Table 2.
Crystallographic data statistics from the analysis of lysozyme crystals.
| Parameter | On-Chipa | Traditional (Cryogenic)b |
|---|---|---|
| Unit Cell Dimensions | a = b = 79.693Å c = 37.781Å |
a = b = 78.817Å c = 37.025Å |
| Space Group | P43212 | P43212 |
| Observations (Unique) | 783,994 (18,352) | 223,433 (17,510) |
| Resolution | 50 – 1.55Å | 50 – 1.55Å |
| Rsym | 0.064 (0.362) | 0.052 (0.102) |
| Mosaicity | 0.03° – 0.08° | 0.21° – 0.34° |
| Redundancy | 22.9 (5.7) | 7.7 (7.7) |
| Completeness | 98.1% (83.4%) | 99.7% (100%) |
| I/σ | 51.4 (3.9) | 42.3 (19.4) |
| # of Frames | 363 | 100 |
|
Refinement | ||
| R (Rfree) | 0.164 (0.227) | 0.173 (0.276) |
|
Ramachandran Statistics | ||
| Most Favored | 96.1% (122) | 96.1% (122) |
| Allowed | 3.9% (5) | 3.9% (5) |
| Disallowed | 0.0% (0) | 0.0% (0) |
Merging of small datasets from "multiple crystals" analyzed on-chip within a 24-well device at room temperature.

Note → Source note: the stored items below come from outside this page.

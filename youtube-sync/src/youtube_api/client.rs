//! HTTP client for the YouTube Data API v3.

use crate::youtube_api::{
    AccountInfo, ChannelInfo, MAX_IDS_PER_REQUEST, PlaylistInfo, PlaylistVideo, SubscribedChannel,
    UploadsPlaylistId, VideoMetadata, YouTubeApi,
    channels::{Channel, ChannelListResponse},
    playlist_items::{PlaylistItem, PlaylistItemListResponse},
    playlists::PlaylistListResponse,
    subscriptions::{Subscription, SubscriptionListResponse},
    types::PageStream,
    videos::VideoListResponse,
};
use eyre::Context;
use http::Method;
use serde::de::DeserializeOwned;
use std::collections::VecDeque;
use tokio_stream::{Stream, StreamExt};
use tracing::{Instrument, instrument};

/// Where the YouTube Data API v3 lives.
pub const DEFAULT_BASE_URL: &str = "https://www.googleapis.com/youtube/v3";

/// Client for the read-only parts of the YouTube Data API v3 that subscription syncing needs.
///
/// Requests are authorized with a bearer access token obtained elsewhere; the client never
/// refreshes it. Once the token expires, every call fails until a new client is built.
#[derive(Debug, Clone)]
pub struct YouTubeClient {
    access_token: String,
    base_url: String,
    /// `maxResults` for paginated list calls (1-50).
    page_size: u32,
    /// HTTP client for API requests
    client: reqwest::Client,
}

impl YouTubeClient {
    /// Creates a client that talks to [`DEFAULT_BASE_URL`].
    pub fn new(access_token: impl Into<String>, client: reqwest::Client) -> Self {
        Self {
            access_token: access_token.into(),
            base_url: DEFAULT_BASE_URL.to_string(),
            page_size: 50,
            client,
        }
    }

    /// Sends requests to `base_url` instead, such as a local proxy.
    pub fn with_base_url(mut self, base_url: impl Into<String>) -> Self {
        self.base_url = base_url.into().trim_end_matches('/').to_string();
        self
    }

    /// Sets how many items paginated calls ask for per page. Clamped to 1-50.
    pub fn with_page_size(mut self, page_size: u32) -> Self {
        self.page_size = page_size.clamp(1, 50);
        self
    }

    /// Makes an authenticated HTTP request to the YouTube API and parses the JSON response.
    ///
    /// Fails on any non-success status, including the response body in the error since
    /// YouTube explains quota and permission problems there.
    #[instrument(skip(self), level = tracing::Level::TRACE)]
    async fn get_json<T: DeserializeOwned>(
        &self,
        resource: &str,
        query_params: &[(&str, &str)],
    ) -> eyre::Result<T> {
        let url = format!("{}/{}", self.base_url, resource);
        let method = Method::GET;

        let response = self
            .client
            .request(method.clone(), &url)
            .bearer_auth(&self.access_token)
            .query(query_params)
            .send()
            .await
            .with_context(|| format!("send {} request to YouTube API: {}", method, url))?;

        let status_code = response.status();
        if !status_code.is_success() {
            let error_text = response
                .text()
                .await
                .unwrap_or_else(|_| "unknown error".to_string());
            return Err(eyre::eyre!(
                "YouTube API {} request failed with status {}: {}",
                method,
                status_code,
                error_text
            ));
        }

        response
            .json()
            .await
            .with_context(|| format!("parse YouTube {} API response as JSON", resource))
    }

    /// Calls `channels.list` for up to [`MAX_IDS_PER_REQUEST`] channel ids.
    async fn list_channels_internal(
        &self,
        part: &str,
        channel_ids: &[String],
    ) -> eyre::Result<ChannelListResponse> {
        let ids = channel_ids.join(",");
        let max_results = MAX_IDS_PER_REQUEST.to_string();
        let query_params = [
            ("part", part),
            ("id", ids.as_str()),
            ("maxResults", max_results.as_str()),
        ];
        let channels: ChannelListResponse = self.get_json("channels", &query_params).await?;

        tracing::debug!(
            requested = channel_ids.len(),
            returned_items = channels.items.len(),
            "fetched channels"
        );

        Ok(channels)
    }

    /// Calls `playlists.list` for up to [`MAX_IDS_PER_REQUEST`] playlist ids.
    async fn list_playlists_internal(
        &self,
        playlist_ids: &[String],
    ) -> eyre::Result<PlaylistListResponse> {
        let ids = playlist_ids.join(",");
        let max_results = MAX_IDS_PER_REQUEST.to_string();
        let query_params = [
            ("part", "id,snippet,contentDetails"),
            ("id", ids.as_str()),
            ("maxResults", max_results.as_str()),
        ];
        let playlists: PlaylistListResponse = self.get_json("playlists", &query_params).await?;

        tracing::debug!(
            requested = playlist_ids.len(),
            returned_items = playlists.items.len(),
            "fetched playlists"
        );

        Ok(playlists)
    }

    /// Calls `subscriptions.list` for one page of the channels that `channel_id` follows.
    async fn list_subscriptions_internal(
        &self,
        channel_id: &str,
        page_token: Option<String>,
    ) -> eyre::Result<SubscriptionListResponse> {
        let max_results = self.page_size.to_string();
        let mut query_params = vec![
            ("part", "snippet"),
            ("channelId", channel_id),
            ("maxResults", max_results.as_str()),
        ];

        // Add pageToken if provided
        if let Some(ref token) = page_token {
            query_params.push(("pageToken", token.as_str()));
        }

        let subscriptions: SubscriptionListResponse =
            self.get_json("subscriptions", &query_params).await?;

        tracing::debug!(
            channel_id,
            total_results = subscriptions.page_info.total_results,
            returned_items = subscriptions.items.len(),
            "fetched subscriptions"
        );

        Ok(subscriptions)
    }

    /// Calls `playlistItems.list` for one page of a playlist's entries.
    async fn list_playlist_items_internal(
        &self,
        playlist_id: &str,
        page_token: Option<String>,
    ) -> eyre::Result<PlaylistItemListResponse> {
        let max_results = self.page_size.to_string();
        let mut query_params = vec![
            ("part", "snippet,contentDetails"),
            ("playlistId", playlist_id),
            ("maxResults", max_results.as_str()),
        ];

        if let Some(ref token) = page_token {
            query_params.push(("pageToken", token.as_str()));
        }

        let items: PlaylistItemListResponse =
            self.get_json("playlistItems", &query_params).await?;

        tracing::debug!(
            playlist_id,
            total_results = items.page_info.total_results,
            returned_items = items.items.len(),
            "fetched playlist items"
        );

        Ok(items)
    }

    /// Calls `videos.list` for up to [`MAX_IDS_PER_REQUEST`] video ids.
    async fn list_videos_internal(&self, video_ids: &[String]) -> eyre::Result<VideoListResponse> {
        let ids = video_ids.join(",");
        let query_params = [("part", "id,statistics,contentDetails"), ("id", ids.as_str())];
        let videos: VideoListResponse = self.get_json("videos", &query_params).await?;

        tracing::debug!(
            requested = video_ids.len(),
            returned_items = videos.items.len(),
            "fetched video statistics"
        );

        Ok(videos)
    }

    /// Returns a paginated stream of the channels that `channel_id` is subscribed to.
    fn subscription_pages<'a>(
        &'a self,
        channel_id: &'a str,
    ) -> impl Stream<Item = eyre::Result<VecDeque<Subscription>>> + Send + 'a {
        PageStream::new(move |page_token| async move {
            let response = self
                .list_subscriptions_internal(channel_id, page_token)
                .await?;
            Ok((response.items, response.next_page_token))
        })
    }
}

impl YouTubeApi for YouTubeClient {
    /// Uses `channels.list` with `mine=true`.
    ///
    /// See: <https://developers.google.com/youtube/v3/docs/channels/list>
    #[instrument(skip(self))]
    async fn get_account_info(&self) -> eyre::Result<AccountInfo> {
        let query_params = [("part", "id,snippet,contentDetails"), ("mine", "true")];
        let response: ChannelListResponse = self.get_json("channels", &query_params).await?;
        let channel = response
            .items
            .into_iter()
            .next()
            .ok_or_else(|| eyre::eyre!("the authenticated account has no channel"))?;
        channel.into_account_info()
    }

    #[instrument(skip(self))]
    async fn get_channel_info(&self, channel_id: &str) -> eyre::Result<ChannelInfo> {
        let response = self
            .list_channels_internal("id,snippet,contentDetails", &[channel_id.to_string()])
            .await?;
        response
            .items
            .into_iter()
            .next()
            .ok_or_else(|| eyre::eyre!("channel not found: {}", channel_id))?
            .into_channel_info()
    }

    #[instrument(skip(self))]
    async fn get_playlist_info(&self, playlist_id: &str) -> eyre::Result<PlaylistInfo> {
        let response = self
            .list_playlists_internal(&[playlist_id.to_string()])
            .await?;
        response
            .items
            .into_iter()
            .next()
            .map(PlaylistInfo::from)
            .ok_or_else(|| eyre::eyre!("playlist not found: {}", playlist_id))
    }

    #[instrument(skip(self, playlist_ids), fields(count = playlist_ids.len()))]
    async fn get_playlists(&self, playlist_ids: &[String]) -> eyre::Result<Vec<PlaylistInfo>> {
        let mut playlists = Vec::with_capacity(playlist_ids.len());
        for batch in playlist_ids.chunks(MAX_IDS_PER_REQUEST) {
            let response = self.list_playlists_internal(batch).await?;
            playlists.extend(response.items.into_iter().map(PlaylistInfo::from));
        }
        Ok(playlists)
    }

    #[instrument(skip(self))]
    async fn get_subscribed_channels(
        &self,
        channel_id: &str,
    ) -> eyre::Result<Vec<SubscribedChannel>> {
        let mut channels = Vec::new();
        let mut pages = std::pin::pin!(self.subscription_pages(channel_id));
        while let Some(page) = pages.next().await {
            let page = page.context("fetch subscriptions page")?;
            channels.extend(
                page.into_iter()
                    .filter_map(Subscription::into_subscribed_channel),
            );
        }
        Ok(channels)
    }

    #[instrument(skip(self, channel_ids), fields(count = channel_ids.len()))]
    async fn get_uploads_playlist_ids(
        &self,
        channel_ids: &[String],
    ) -> eyre::Result<Vec<UploadsPlaylistId>> {
        let mut uploads = Vec::with_capacity(channel_ids.len());
        for batch in channel_ids.chunks(MAX_IDS_PER_REQUEST) {
            let response = self.list_channels_internal("id,contentDetails", batch).await?;
            uploads.extend(response.items.iter().filter_map(Channel::uploads_playlist_id));
        }
        Ok(uploads)
    }

    fn playlist_video_pages<'a>(
        &'a self,
        playlist_id: &'a str,
    ) -> impl Stream<Item = eyre::Result<VecDeque<PlaylistVideo>>> + Send + 'a {
        let span = tracing::info_span!("playlist_video_pages", playlist_id);
        PageStream::new(move |page_token| {
            async move {
                let response = self
                    .list_playlist_items_internal(playlist_id, page_token)
                    .await?;
                let videos = response
                    .items
                    .into_iter()
                    .filter_map(PlaylistItem::into_playlist_video)
                    .collect::<VecDeque<_>>();
                Ok((videos, response.next_page_token))
            }
            .instrument(span.clone())
        })
    }

    #[instrument(skip(self, video_ids), fields(count = video_ids.len()))]
    async fn get_videos_metadata(&self, video_ids: &[String]) -> eyre::Result<Vec<VideoMetadata>> {
        let mut metadata = Vec::with_capacity(video_ids.len());
        for batch in video_ids.chunks(MAX_IDS_PER_REQUEST) {
            let response = self.list_videos_internal(batch).await?;
            for video in response.items {
                let video_id = video.id.clone();
                match video.into_metadata() {
                    Ok(video) => metadata.push(video),
                    Err(e) => {
                        tracing::warn!(
                            video_id = %video_id,
                            error = %e,
                            "skipping video with unusable statistics"
                        );
                    }
                }
            }
        }
        Ok(metadata)
    }
}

The "traditional" sample was grown using microbatch techniques and mounted using a standard crystal mount for cryogenic data collection. Reported values are for all hkls. Values in parenthesis represent the value for the highest resolution shell except where indicated for the number of observations as compared to unique reflections and R (Rfree) and for the Ramachandran statistics here the number in parenthesis indicates the number of residues in a given region. Data was analyzed over the range of 50 – 1.55Å to enable a direct comparison with the data collected from merging the diffraction data taken from multiple crystals at RT.